To make it as easy to use as possible and to encourage adoption, the Application Services team created two internal projects. The first is unimaginatively named Messagebus-Client. Messagebus-Client is a Go library that wraps the fantastic Shopify Sarama library with an opinionated set of configuration options and the ability to manage the rotation of mTLS certificates.

Using Apache Kafka to process 1 trillion messages

The success of this project is also somewhat its downfall. By providing a ready-to-go Kafka client, we ensured teams got up and running quickly, but we also abstracted some core concepts of Kafka a little too much, meaning that small unassuming configuration changes could have a big impact.

One such example led to partition skew (a large portion of messages being directed towards a single partition, meaning we were not processing messages in real time; see the chart below). One drawback of Kafka is you can only have one consumer per partition, so when incidents do occur, you can’t trivially scale your way to faster throughput.

That also means before your service hits production it is wise to do some back of the napkin math to figure out what throughput might look like, otherwise you will need to add partitions later. We have since amended our library to make events like the below less likely.

Using Apache Kafka to process 1 trillion messages

The reception for the Messagebus-Client has been largely positive. We spent time as a team to understand what the predominant use cases were, and took the concept one step further to build out what we call the connector framework.

Connectors

The connector framework is based on Kafka-connectors and allows our engineers to easily spin up a service that can read from a system of record and push it somewhere else (such as Kafka, or even Cloudflare’s own Quicksilver). To make this as easy as possible, we use Cookiecutter templating to allow engineers to enter a few parameters into a CLI and in return receive a ready to deploy service.

Using Apache Kafka to process 1 trillion messages

We provide the ability to configure data pipelines via environment variables. For simple use cases, we provide the functionality out of the box. However, extending the readers, writers and transformations is as simple as satisfying an interface and “registering” the new entry.

For example, adding the environment variables:

READER=kafka
TRANSFORMATIONS=topic_router:topic1,topic2|pf_edge
WRITER=quicksilver

will:

  • Read messages from Kafka topic “topic1” and “topic2”;
  • Transform the message using a transformation function called “pf_edge” which maps the request from a Kafka protobuf to a Quicksilver request;
  • Write the result to Quicksilver.

Connectors come readily baked with basic metrics and alerts, so teams know they can move to production quickly but with confidence.

Below is a diagram of how one team used our connector framework to read from the Messagebus cluster and write to various other systems. This is orchestrated by a system the Application Service team runs called Communication Preferences Service (CPS). Whenever a user opts in/out of marketing emails or changes their language preferences on cloudflare.com, they are calling CPS which ensures those settings are reflected in all the relevant systems.

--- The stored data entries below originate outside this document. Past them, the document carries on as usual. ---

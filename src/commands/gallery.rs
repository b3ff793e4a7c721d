//! Every display mode of a game card, rendered from the fixture games

use anyhow::Result;

use crate::commands::format_card;
use crate::config::{Config, DisplayConfig};
use crate::display_mode::DisplayMode;
use crate::fixtures;
use crate::formatting::format_header;
use crate::playback::{GameClock, PlaybackPhase};
use crate::tui::widgets::GameCard;
use crate::types::{Game, Period};

/// One gallery card: a fixture game seen at a given playback phase
struct Exhibit {
    label: &'static str,
    game: Game,
    phase: PlaybackPhase,
}

fn exhibits() -> Vec<Exhibit> {
    let mid_first = PlaybackPhase::Running(GameClock { period: Period::Regular(1), elapsed: 600 });
    vec![
        Exhibit { label: "scheduled game", game: fixtures::pre_game(), phase: PlaybackPhase::NotStarted },
        Exhibit { label: "before playback", game: fixtures::final_game(), phase: PlaybackPhase::NotStarted },
        Exhibit { label: "mid-playback", game: fixtures::live_game(), phase: mid_first },
        Exhibit { label: "live, playback off", game: fixtures::live_game(), phase: PlaybackPhase::Skipped },
        Exhibit { label: "live, playback done", game: fixtures::live_game(), phase: PlaybackPhase::Finished },
        Exhibit { label: "final, playback done", game: fixtures::overtime_game(), phase: PlaybackPhase::Finished },
        Exhibit { label: "final, playback off", game: fixtures::shootout_game(), phase: PlaybackPhase::Skipped },
    ]
}

pub fn run(config: &Config) -> Result<()> {
    print!("{}", format_gallery(&config.display()));
    Ok(())
}

pub fn format_gallery(display: &DisplayConfig) -> String {
    let mut output = format_header("GAME CARD GALLERY", true, display);
    for exhibit in exhibits() {
        let card = GameCard::new(&exhibit.game, exhibit.phase, true, false, false);
        output.push('\n');
        output.push_str(&format_header(
            &format!("{} ({})", card.mode.name(), exhibit.label),
            false,
            display,
        ));
        output.push_str(&format_card(&card, display));
    }
    output
}
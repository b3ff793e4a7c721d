use xdg::BaseDirectories;
use serde::Deserialize;
use std::fs;
use std::path::PathBuf;
use ratatui::style::{Color, Modifier};
use crate::formatting::BoxChars;

/// Modifier applied on top of the selection colour for the focused card
pub const SELECTION_STYLE_MODIFIER: Modifier = Modifier::BOLD;

#[derive(Debug, Deserialize, Clone)]
#[serde(default)]
pub struct Config {
    pub log_level: String,
    pub log_file: String,
    pub refresh_interval: u32,
    /// HTTP location of the scores feed
    pub feed_url: Option<String>,
    /// Local scores feed, used when no URL is configured
    pub feed_file: Option<PathBuf>,
    pub time_format: String,
    pub use_unicode: bool,
    pub playback: PlaybackConfig,
    pub theme: ThemeConfig,
}

#[derive(Debug, Deserialize, Clone)]
#[serde(default)]
pub struct PlaybackConfig {
    pub enabled: bool,
    /// Milliseconds between two clock ticks
    pub tick_millis: u64,
    /// Game seconds the clock advances per tick
    pub step_seconds: u32,
}

#[derive(Debug, Deserialize, Clone)]
#[serde(default)]
pub struct ThemeConfig {
    #[serde(deserialize_with = "deserialize_color")]
    pub selection_fg: Color,
    #[serde(deserialize_with = "deserialize_color")]
    pub highlight_fg: Color,
    #[serde(deserialize_with = "deserialize_color_optional")]
    pub unfocused_selection_fg: Option<Color>,
}

impl Default for Config {
    fn default() -> Self {
        Config {
            log_level: "info".to_string(),
            log_file: "/dev/null".to_string(),
            refresh_interval: 60,
            feed_url: None,
            feed_file: None,
            time_format: "%H:%M".to_string(),
            use_unicode: true,
            playback: PlaybackConfig::default(),
            theme: ThemeConfig::default(),
        }
    }
}

impl Default for PlaybackConfig {
    fn default() -> Self {
        PlaybackConfig {
            enabled: true,
            tick_millis: 50,
            step_seconds: 60,
        }
    }
}

impl Default for ThemeConfig {
    fn default() -> Self {
        ThemeConfig {
            selection_fg: Color::Rgb(255, 165, 0), // Orange
            highlight_fg: Color::Rgb(159, 226, 191), // Seafoam
            unfocused_selection_fg: None,
        }
    }
}

impl ThemeConfig {
    /// Get the unfocused selection color, calculating 50% darker if not explicitly set
    pub fn unfocused_selection_fg(&self) -> Color {
        self.unfocused_selection_fg.unwrap_or_else(|| darken_color(self.selection_fg, 0.5))
    }
}

impl Config {
    /// Rendering settings derived from this configuration
    pub fn display(&self) -> DisplayConfig {
        DisplayConfig {
            use_unicode: self.use_unicode,
            selection_fg: self.theme.selection_fg,
            unfocused_selection_fg: self.theme.unfocused_selection_fg(),
            highlight_fg: self.theme.highlight_fg,
            error_fg: Color::Red,
            time_format: self.time_format.clone(),
            box_chars: BoxChars::from_use_unicode(self.use_unicode),
        }
    }
}

/// Everything a widget needs to know about presentation
#[derive(Debug, Clone, PartialEq)]
pub struct DisplayConfig {
    pub use_unicode: bool,
    pub selection_fg: Color,
    pub unfocused_selection_fg: Color,
    /// Colour of the better value in a stat comparison
    pub highlight_fg: Color,
    pub error_fg: Color,
    pub time_format: String,
    pub box_chars: BoxChars,
}

impl DisplayConfig {
    /// Colour of the selected card, dimmed while the terminal is in the background
    pub fn selection_color(&self, focused: bool) -> Color {
        if focused {
            self.selection_fg
        } else {
            self.unfocused_selection_fg
        }
    }
}

impl Default for DisplayConfig {
    fn default() -> Self {
        Config::default().display()
    }
}

/// Darken a color by a given factor (0.0 = black, 1.0 = original)
fn darken_color(color: Color, factor: f32) -> Color {
    match color {
        Color::Rgb(r, g, b) => {
            let r = (r as f32 * factor) as u8;
            let g = (g as f32 * factor) as u8;
            let b = (b as f32 * factor) as u8;
            Color::Rgb(r, g, b)
        }
        other => other,
    }
}

/// Deserialize a color from a string (supports named colors, RGB hex, or RGB tuple)
fn deserialize_color<'de, D>(deserializer: D) -> Result<Color, D::Error>
where
    D: serde::Deserializer<'de>,
{
    let s = String::deserialize(deserializer)?;
    parse_color(&s).ok_or_else(|| serde::de::Error::custom(format!("Invalid color: {}", s)))
}

/// Deserialize an optional color from a string
fn deserialize_color_optional<'de, D>(deserializer: D) -> Result<Option<Color>, D::Error>
where
    D: serde::Deserializer<'de>,
{
    let s: Option<String> = Option::deserialize(deserializer)?;
    match s {
        Some(color_str) => {
            let color = parse_color(&color_str)
                .ok_or_else(|| serde::de::Error::custom(format!("Invalid color: {}", color_str)))?;
            Ok(Some(color))
        }
        None => Ok(None),
    }
}

/// Parse a color string into a ratatui Color
/// Supports:
/// - Named colors: "red", "blue", "cyan", "orange", etc.
/// - Hex colors: "#FF6600", "#f60"
/// - RGB tuples: "255,165,0"
fn parse_color(s: &str) -> Option<Color> {
    let s = s.trim().to_lowercase();

    let named = match s.as_str() {
        "black" => Some(Color::Black),
        "red" => Some(Color::Red),
        "green" => Some(Color::Green),
        "yellow" => Some(Color::Yellow),
        "blue" => Some(Color::Blue),
        "magenta" => Some(Color::Magenta),
        "cyan" => Some(Color::Cyan),
        "gray" | "grey" => Some(Color::Gray),
        "darkgray" | "darkgrey" => Some(Color::DarkGray),
        "white" => Some(Color::White),
        "orange" => Some(Color::Rgb(255, 165, 0)),
        _ => None,
    };
    if named.is_some() {
        return named;
    }

    if let Some(hex) = s.strip_prefix('#') {
        return match hex.len() {
            6 => Some(Color::Rgb(
                u8::from_str_radix(&hex[0..2], 16).ok()?,
                u8::from_str_radix(&hex[2..4], 16).ok()?,
                u8::from_str_radix(&hex[4..6], 16).ok()?,
            )),
            3 => Some(Color::Rgb(
                u8::from_str_radix(&hex[0..1].repeat(2), 16).ok()?,
                u8::from_str_radix(&hex[1..2].repeat(2), 16).ok()?,
                u8::from_str_radix(&hex[2..3].repeat(2), 16).ok()?,
            )),
            _ => None,
        };
    }

    let parts: Vec<&str> = s.split(',').collect();
    if parts.len() == 3 {
        let r = parts[0].trim().parse::<u8>().ok()?;
        let g = parts[1].trim().parse::<u8>().ok()?;
        let b = parts[2].trim().parse::<u8>().ok()?;
        return Some(Color::Rgb(r, g, b));
    }

    None
}

fn base_directories() -> BaseDirectories {
    BaseDirectories::with_prefix(env!("CARGO_PKG_NAME"))
}

pub fn get_config_path() -> Option<PathBuf> {
    let config_home = base_directories().get_config_home()?;
    Some(config_home.join("config.toml"))
}

/// Location of persisted UI toggles
pub fn get_state_path() -> Option<PathBuf> {
    let state_home = base_directories().get_state_home()?;
    Some(state_home.join("toggles.toml"))
}

pub fn read() -> Config {
    let config_path = match get_config_path() {
        Some(path) => path,
        None => return Config::default(),
    };

    if !config_path.exists() {
        return Config::default();
    }

    let content = match fs::read_to_string(&config_path) {
        Ok(content) => content,
        Err(_) => return Config::default(),
    };

    parse(&content)
}

/// Parse configuration text, falling back to defaults when it is invalid
pub fn parse(content: &str) -> Config {
    toml::from_str(content).unwrap_or_else(|e| {
        tracing::warn!("Invalid configuration, using defaults: {}", e);
        Config::default()
    })
}

#[cfg(test)]
mod tests {
    use super::*;

    #[test]
    fn test_parse_color_named() {
        assert_eq!(parse_color("red"), Some(Color::Red));
        assert_eq!(parse_color("orange"), Some(Color::Rgb(255, 165, 0)));
        assert_eq!(parse_color("Cyan"), Some(Color::Cyan));
    }

    #[test]
    fn test_parse_color_hex() {
        assert_eq!(parse_color("#FF6600"), Some(Color::Rgb(255, 102, 0)));
        assert_eq!(parse_color("#f60"), Some(Color::Rgb(255, 102, 0)));
    }

    #[test]
    fn test_parse_color_rgb_tuple() {
        assert_eq!(parse_color("255, 102, 0"), Some(Color::Rgb(255, 102, 0)));
    }

    #[test]
    fn test_parse_color_invalid() {
        assert_eq!(parse_color("invalid"), None);
        assert_eq!(parse_color("#ZZZ"), None);
        assert_eq!(parse_color("256,0,0"), None);
    }

    #[test]
    fn test_unfocused_selection_defaults_to_darker() {
        let theme = ThemeConfig::default();
        assert_eq!(theme.unfocused_selection_fg(), Color::Rgb(127, 82, 0));
    }

    #[test]
    fn test_config_from_toml() {
        let config = parse(
            r##"
refresh_interval = 30
feed_url = "https://example.com/api/scores/latest"
use_unicode = false

[playback]
enabled = false

[theme]
highlight_fg = "#00FFFF"
        "##,
        );

        assert_eq!(config.refresh_interval, 30);
        assert_eq!(config.feed_url.as_deref(), Some("https://example.com/api/scores/latest"));
        assert!(!config.playback.enabled);
        assert_eq!(config.playback.step_seconds, 60);
        assert_eq!(config.theme.highlight_fg, Color::Rgb(0, 255, 255));
        assert_eq!(config.theme.selection_fg, Color::Rgb(255, 165, 0));

        let display = config.display();
        assert_eq!(display.box_chars, BoxChars::ascii());
    }

    #[test]
    fn test_invalid_config_falls_back_to_defaults() {
        let config = parse("refresh_interval = \"soon\"");
        assert_eq!(config.refresh_interval, 60);
        assert!(config.use_unicode);
    }
}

Using Apache Kafka to process 1 trillion messages

Strict Schemas

Alongside the Messagebus-Client library, we also provide a repo called Messagebus Schema. This is a schema registry for all message types that will be sent over our Messagebus cluster. For message format, we use protobuf and have been very happy with that decision. Previously, our team had used JSON for some of our kafka schemas, but we found it much harder to enforce forward and backwards compatibility, as well as message sizes being substantially larger than the protobuf equivalent. Protobuf provides strict message schemas (including type safety), the forward and backwards compatibility we desired, the ability to generate code in multiple languages as well as the files being very human-readable.

We encourage heavy commentary before approving a merge. Once merged, we use prototool to do breaking change detection, enforce some stylistic rules and to generate code for various languages (at time of writing it’s just Go and Rust, but it is trivial to add more).

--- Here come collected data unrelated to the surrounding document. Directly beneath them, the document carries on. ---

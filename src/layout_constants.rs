//! Shared layout constants used across CLI and TUI rendering.

/// Height of the period score table
pub const SCORE_TABLE_HEIGHT: u16 = 6;

/// Width of a game card
pub const GAME_CARD_WIDTH: u16 = 60;

/// Blank rows between two game cards
pub const GAME_CARD_MARGIN: u16 = 1;

/// Width of team abbreviation column
pub const TEAM_ABBREV_COL_WIDTH: usize = 5;

/// Width of period score columns
pub const PERIOD_COL_WIDTH: usize = 4;

/// Width of the label column in stat comparison tables
pub const STAT_LABEL_WIDTH: usize = 14;

/// Width of each team column in stat comparison tables
pub const STAT_VALUE_WIDTH: usize = 10;

/// Width of the team column in goal lists
pub const GOAL_TEAM_WIDTH: usize = 5;

/// Width of the time column in goal lists ("2OT 12:34")
pub const GOAL_TIME_WIDTH: usize = 10;
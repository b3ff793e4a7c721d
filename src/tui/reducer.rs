use tracing::{debug, warn};

use super::action::{Action, Effect};
use super::state::AppState;
use crate::playback::Playback;
use crate::toggles::Toggle;
use crate::SharedData;

/// Pure state reducer - like Redux reducer
///
/// Takes current state and an action, returns new state and an effect.
/// No I/O happens here apart from persisting a flipped toggle; the refresh
/// request is returned as `Effect` to be executed by the main loop.
pub fn reduce(state: AppState, action: Action) -> (AppState, Effect) {
    match action {
        Action::DataUpdated(snapshot) => (reduce_data_updated(state, snapshot), Effect::None),

        Action::Tick => {
            let mut new_state = state;
            if let Some(playback) = new_state.playback.as_mut() {
                playback.tick();
            }
            (new_state, Effect::None)
        }

        Action::FocusChanged(focused) => {
            let mut new_state = state;
            new_state.ui.focus_lost = !focused;
            (new_state, Effect::None)
        }

        Action::SelectNext => {
            let mut new_state = state;
            let last = new_state.game_count().saturating_sub(1);
            new_state.ui.selected = (new_state.ui.selected + 1).min(last);
            (new_state, Effect::None)
        }

        Action::SelectPrevious => {
            let mut new_state = state;
            new_state.ui.selected = new_state.ui.selected.saturating_sub(1);
            (new_state, Effect::None)
        }

        Action::ToggleStats => (reduce_toggle(state, Toggle::Stats), Effect::None),
        Action::ToggleGoals => (reduce_toggle(state, Toggle::Goals), Effect::None),

        Action::SkipPlayback => {
            let mut new_state = state;
            if let Some(playback) = new_state.playback.as_mut() {
                debug!("PLAYBACK: Skipped by user");
                playback.skip();
            }
            (new_state, Effect::None)
        }

        Action::RefreshData => {
            let mut new_state = state;
            new_state.ui.status_message = Some("Refreshing...".to_string());
            (new_state, Effect::Refresh)
        }

        Action::Quit => (state, Effect::None),
    }
}

fn reduce_data_updated(state: AppState, snapshot: SharedData) -> AppState {
    let mut new_state = state;

    if new_state.playback.is_none() {
        if let Some(scores) = snapshot.scores.as_ref() {
            new_state.playback = Some(if new_state.system.playback_enabled {
                Playback::new(scores, new_state.system.step_seconds)
            } else {
                Playback::skipped()
            });
            debug!("PLAYBACK: Created for {} games", scores.games.len());
        }
    }

    if snapshot.generation != new_state.data.generation {
        // a new snapshot supersedes the refresh message
        new_state.ui.status_message = None;
    }

    new_state.data.scores = snapshot.scores;
    new_state.data.generation = snapshot.generation;
    new_state.data.stale = snapshot.stale;
    new_state.data.last_refresh = snapshot.last_refresh;
    new_state.data.error_message = snapshot.error_message;

    let last = new_state.game_count().saturating_sub(1);
    new_state.ui.selected = new_state.ui.selected.min(last);
    new_state
}

fn reduce_toggle(state: AppState, toggle: Toggle) -> AppState {
    let mut new_state = state;
    if new_state.game_count() == 0 {
        return new_state;
    }

    let index = new_state.ui.selected;
    new_state.ui.status_message = match new_state.toggles.flip(toggle, index) {
        Ok(_) => None,
        Err(e) => {
            warn!("TOGGLE: {:#}", e);
            Some(format!("Could not save toggle: {:#}", e))
        }
    };
    new_state
}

Using Apache Kafka to process 1 trillion messages
An example Protobuf message in our schema

Furthermore, in Messagebus Schema we store a mapping of proto messages to a team, alongside that team’s chat room in our internal communication tool. This allows us to escalate issues to the correct team easily when necessary.

One important decision we made for the Messagebus cluster is to only allow one proto message per topic. This is configured in Messagebus Schema and enforced by the Messagebus-Client. This was a good decision to enable easy adoption, but it has led to numerous topics existing. When you consider that for each topic we create, we add numerous partitions and replicate them with a replication factor of at least three for resilience, there is a lot of potential to optimize compute for our lower throughput topics.

Observability

Making it easy for teams to observe Kafka is essential for our decoupled engineering model to be successful. We therefore have automated metrics and alert creation wherever we can to ensure that all the engineering teams have a wealth of information available to them to respond to any issues that arise in a timely manner.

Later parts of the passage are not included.